Start of Supplied entries
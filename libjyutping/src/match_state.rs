// libjyutping/src/match_state.rs
//
// Per-session memo of dictionary matching.
//
// Three layers:
// - matched paths per graph node (trie positions reached by each syllable
//   path ending at the node), reused while the node survives graph merges
// - per-slot LRU of trie positions keyed by the syllable path string
//   ("nei|hou|"), shared by identical sub-paths anywhere in the input
// - per-slot LRU of resolved words keyed the same way, which skips the trie
//   enumeration entirely
//
// Cached and freshly computed results are interchangeable: the dictionary
// replays cached paths through the same emission code.

use ahash::{AHashMap, AHashSet};
use libchinese_core::{NodeId, TriePosition};
use lru::LruCache;
use std::num::NonZeroUsize;
use std::rc::Rc;

/// Trie positions reached after `size` syllables, each with the number of
/// fuzzy finals used on the way.
#[derive(Debug, Clone, PartialEq)]
pub(crate) struct TrieNodes {
    pub(crate) positions: Vec<(TriePosition, usize)>,
    pub(crate) size: usize,
}

#[derive(Debug, Clone, Copy, PartialEq, Eq)]
pub(crate) enum PathOrigin {
    /// Empty path starting at the node.
    Start,
    /// Copied over a separator segment.
    Carried,
    /// Extended by one syllable ending at the node.
    Extended,
}

#[derive(Debug, Clone)]
pub(crate) struct MatchedPath {
    pub(crate) slot: usize,
    pub(crate) nodes: Rc<TrieNodes>,
    pub(crate) path: Vec<NodeId>,
    pub(crate) origin: PathOrigin,
}

impl MatchedPath {
    /// Number of syllables on the path.
    pub(crate) fn size(&self) -> usize {
        self.nodes.size
    }
}

/// A dictionary word reachable along one syllable path.
#[derive(Debug, Clone, PartialEq)]
pub(crate) struct MatchResult {
    pub(crate) word: String,
    pub(crate) cost: f32,
    pub(crate) encoded: Vec<u8>,
}

#[derive(Debug, Clone, Copy, Default, PartialEq, Eq)]
pub struct CacheStats {
    pub hits: usize,
    pub misses: usize,
}

impl CacheStats {
    /// Hit rate as a percentage, `None` before the first lookup.
    pub fn hit_rate(&self) -> Option<f32> {
        let total = self.hits + self.misses;
        if total == 0 {
            None
        } else {
            Some(self.hits as f32 / total as f32 * 100.0)
        }
    }
}

pub struct JyutpingMatchState {
    pub(crate) matched_paths: AHashMap<NodeId, Vec<MatchedPath>>,
    node_caches: Vec<LruCache<String, Rc<TrieNodes>>>,
    match_caches: Vec<LruCache<String, Rc<Vec<MatchResult>>>>,
    node_cache_size: NonZeroUsize,
    match_cache_size: NonZeroUsize,
    revisions: Vec<u64>,
    pub(crate) stats: CacheStats,
}

impl std::fmt::Debug for JyutpingMatchState {
    fn fmt(&self, f: &mut std::fmt::Formatter<'_>) -> std::fmt::Result {
        f.debug_struct("JyutpingMatchState")
            .field("matched_nodes", &self.matched_paths.len())
            .field("revisions", &self.revisions)
            .field("stats", &self.stats)
            .finish()
    }
}

impl Default for JyutpingMatchState {
    fn default() -> Self {
        Self::new()
    }
}

impl JyutpingMatchState {
    pub fn new() -> Self {
        Self::with_capacity(1024, 2048)
    }

    /// Match state whose LRU caches hold at most the given number of
    /// entries per dictionary slot.
    pub fn with_capacity(node_cache_size: usize, match_cache_size: usize) -> Self {
        Self {
            matched_paths: AHashMap::new(),
            node_caches: Vec::new(),
            match_caches: Vec::new(),
            node_cache_size: NonZeroUsize::new(node_cache_size).unwrap_or(NonZeroUsize::MIN),
            match_cache_size: NonZeroUsize::new(match_cache_size).unwrap_or(NonZeroUsize::MIN),
            revisions: Vec::new(),
            stats: CacheStats::default(),
        }
    }

    /// Drop every memoized path and cache entry.
    pub fn clear(&mut self) {
        self.matched_paths.clear();
        self.node_caches.clear();
        self.match_caches.clear();
    }

    /// Forget matches of the given nodes and of every path crossing them.
    pub fn discard_node(&mut self, nodes: &AHashSet<NodeId>) {
        if nodes.is_empty() {
            return;
        }
        self.matched_paths.retain(|node, _| !nodes.contains(node));
        for paths in self.matched_paths.values_mut() {
            paths.retain(|p| !p.path.iter().any(|n| nodes.contains(n)));
        }
    }

    /// Forget everything derived from dictionary slot `idx`.
    ///
    /// Matched paths mix slots per node, so they are dropped as a whole.
    pub fn discard_dictionary(&mut self, idx: usize) {
        if let Some(cache) = self.node_caches.get_mut(idx) {
            cache.clear();
        }
        if let Some(cache) = self.match_caches.get_mut(idx) {
            cache.clear();
        }
        self.matched_paths.clear();
    }

    /// Compare against the current dictionary revisions and discard what
    /// went stale. Returns whether anything was discarded.
    pub fn sync(&mut self, revisions: &[u64]) -> bool {
        if self.revisions.as_slice() == revisions {
            return false;
        }
        if self.revisions.len() != revisions.len() {
            self.clear();
        } else {
            let stale: Vec<usize> = self
                .revisions
                .iter()
                .zip(revisions)
                .enumerate()
                .filter(|(_, (a, b))| a != b)
                .map(|(i, _)| i)
                .collect();
            for idx in stale {
                self.discard_dictionary(idx);
            }
        }
        tracing::debug!(?revisions, "match state synced with dictionary");
        self.revisions = revisions.to_vec();
        true
    }

    pub fn stats(&self) -> CacheStats {
        self.stats
    }

    /// Number of graph nodes with memoized paths.
    pub fn matched_node_count(&self) -> usize {
        self.matched_paths.len()
    }

    pub(crate) fn node_cache(&mut self, slot: usize) -> &mut LruCache<String, Rc<TrieNodes>> {
        while self.node_caches.len() <= slot {
            self.node_caches.push(LruCache::new(self.node_cache_size));
        }
        &mut self.node_caches[slot]
    }

    pub(crate) fn match_cache(
        &mut self,
        slot: usize,
    ) -> &mut LruCache<String, Rc<Vec<MatchResult>>> {
        while self.match_caches.len() <= slot {
            self.match_caches.push(LruCache::new(self.match_cache_size));
        }
        &mut self.match_caches[slot]
    }
}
End of Supplied entries
__Work order__.
Among the records above, which lines hold the word "MatchResult"? Copy each one.

__Solved exercise__.
pub(crate) struct MatchResult {
    match_caches: Vec<LruCache<String, Rc<Vec<MatchResult>>>>,
    ) -> &mut LruCache<String, Rc<Vec<MatchResult>>> {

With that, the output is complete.